Note that $\MI(i,j)\in[-1,1]$, and $\MI(i,j)=1$ iff $f_i$ and $f_j$
contain completely overlapped information.
In our algorithm framework, each data point $\theta^n$ is weighted
by $w^n$. Accordingly, $\Upsilon_m$ should be $\sum_{n=1}^N w^n
\rho_m(\theta^n)$, and the mutual information between $i$, $j$ turns
out to be:
\begin{equation}\label{Merge_criterion_correlation}
\MI(i,j)=\frac{(\Upsilon_i-\bar{\Upsilon}_i)'
D(w)(\Upsilon_j-\bar{\Upsilon}_j)}{\sqrt{\sum_{n=1}^N
w^n(\Upsilon_i(\theta^{n})-\bar{\Upsilon}_i)^2}\sqrt{\sum_{n=1}^N
w^n(\Upsilon_j(\theta^{n})-\bar{\Upsilon}_j)^2}}
\end{equation}
where
\begin{equation}
D(w)=diag([w^1,\ldots,w^N])
\end{equation}
We judge if two components, $i$ and $j$, need to be merged into one
by comparing $\MI(i,j)$ with a threshold $0<T_{merge}<1$. If
$\MI(j,k)>T_{merge}$, we then merge the $i$th component into $j$,
and set $M=M-1$; otherwise, we maintain the original mixture. The
merging operation is specified to be:
\begin{eqnarray}\label{Linear_combination_components}
\alpha_{j}&=&\alpha_{i}+\alpha_{j}\\
\mu_{j}&=&\frac{\alpha_{i}\mu_{i}+\alpha_{j}\mu_{j}}{\alpha_{j}}\\
\Sigma_{j}&=&\frac{\Sigma_{i}\mu_{i}+\Sigma_{j}\mu_{j}}{\alpha_{j}}
\end{eqnarray}
which is a linear combination of the two old components, and has
been used in \cite{wang2004estimation}. We traverse each pair of the
original components to do the merging judgements and perform the
above merging operation if the merging condition satisfies.

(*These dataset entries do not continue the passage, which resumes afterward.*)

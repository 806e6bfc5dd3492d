//! The two lookups a preview needs, behind one narrow trait.

use std::future::Future;
use std::time::Duration;

use reqwest::{Client, Url};

use crate::error::StoreError;
use crate::extract::extract_pre_text;
use crate::graphql::GraphqlClient;
use crate::relay::RelayClient;
use crate::types::ProductDetail;

/// Source of storefront product data.
///
/// The server depends only on this trait so the relay mechanism can be swapped
/// or replaced by an in-memory double in tests.
pub trait ProductCatalog: Send + Sync + 'static {
    /// Product id mapped to the storefront page, or `None` when unmapped.
    fn resolve_slug(
        &self,
        locale: &str,
        slug: &str,
    ) -> impl Future<Output = Result<Option<String>, StoreError>> + Send;

    /// Full product record for `product_id` in `locale`.
    fn fetch_product_detail(
        &self,
        product_id: &str,
        locale: &str,
    ) -> impl Future<Output = Result<ProductDetail, StoreError>> + Send;

    /// Name of the upstream session this catalog fetches through, if any.
    fn session_name(&self) -> Option<&str> {
        None
    }
}

/// Builds the single outbound HTTP client shared by every collaborator.
///
/// `timeout_secs = None` leaves requests without an overall deadline.
///
/// # Errors
///
/// Returns [`StoreError::Http`] if the underlying `reqwest::Client`
/// cannot be constructed.
pub fn build_http_client(user_agent: &str, timeout_secs: Option<u64>) -> Result<Client, StoreError> {
    let mut builder = Client::builder()
        .connect_timeout(Duration::from_secs(10))
        .user_agent(user_agent);
    if let Some(secs) = timeout_secs {
        builder = builder.timeout(Duration::from_secs(secs));
    }
    Ok(builder.build()?)
}

/// Production catalog: GraphQL for the slug mapping, the bypass relay for the
/// product detail API.
#[derive(Debug, Clone)]
pub struct EgsCatalog {
    graphql: GraphqlClient,
    relay: RelayClient,
    product_api_url: Url,
    country: String,
}

impl EgsCatalog {
    /// # Errors
    ///
    /// Returns [`StoreError::InvalidUrl`] if `product_api_url` does not parse
    /// or cannot take path segments.
    pub fn new(
        graphql: GraphqlClient,
        relay: RelayClient,
        product_api_url: &str,
        country: &str,
    ) -> Result<Self, StoreError> {
        let parsed = Url::parse(product_api_url).map_err(|e| StoreError::InvalidUrl {
            url: product_api_url.to_owned(),
            reason: e.to_string(),
        })?;
        if parsed.cannot_be_a_base() {
            return Err(StoreError::InvalidUrl {
                url: product_api_url.to_owned(),
                reason: "URL cannot take path segments".to_string(),
            });
        }
        Ok(Self {
            graphql,
            relay,
            product_api_url: parsed,
            country: country.to_owned(),
        })
    }

    #[must_use]
    pub fn relay(&self) -> &RelayClient {
        &self.relay
    }

    /// Detail API URL: `{base}/{product_id}?country={country}&locale={locale}&store=EGS`.
    #[must_use]
    pub fn product_url(&self, product_id: &str, locale: &str) -> Url {
        let mut url = self.product_api_url.clone();
        if let Ok(mut segments) = url.path_segments_mut() {
            segments.pop_if_empty().push(product_id);
        }
        url.query_pairs_mut()
            .clear()
            .append_pair("country", &self.country)
            .append_pair("locale", locale)
            .append_pair("store", "EGS");
        url
    }
}

impl ProductCatalog for EgsCatalog {
    async fn resolve_slug(&self, locale: &str, slug: &str) -> Result<Option<String>, StoreError> {
        self.graphql.resolve_product_id(locale, slug).await
    }

    async fn fetch_product_detail(
        &self,
        product_id: &str,
        locale: &str,
    ) -> Result<ProductDetail, StoreError> {
        let url = self.product_url(product_id, locale);
        let html = self.relay.request_get(url.as_str()).await?;
        let json = extract_pre_text(&html).ok_or_else(|| StoreError::MissingPreBlock {
            url: url.to_string(),
        })?;

        serde_json::from_str(&json).map_err(|e| StoreError::Deserialize {
            context: format!("product detail {product_id} ({locale})"),
            source: e,
        })
    }

    fn session_name(&self) -> Option<&str> {
        Some(self.relay.session())
    }
}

We execute the above merging operation when superfluous components
may exist, e.g., when $q_0(\theta)$ is initialized with too many
overlapped components, or too many new components appear at one
iteration of Algorithm 1 via component-splitting (see Section
\ref{sec:split}).
\subsubsection{Component-splitting}\label{sec:split}
As mentioned in Section \ref{sec:IS_EM}, it may happen that, after
performing the IS plus EM procedure, \ESS$/N$ was not big enough,
and the maximum weight particle was located in the tail of
$q_t(\theta)$. In that case, we perform the mechanism proposed here,
called component-splitting. This procedure is used to break the
local structure of $q_t(\theta)$ by splitting one component into
two, whereby the component number, $M$, will increase to $M+1$.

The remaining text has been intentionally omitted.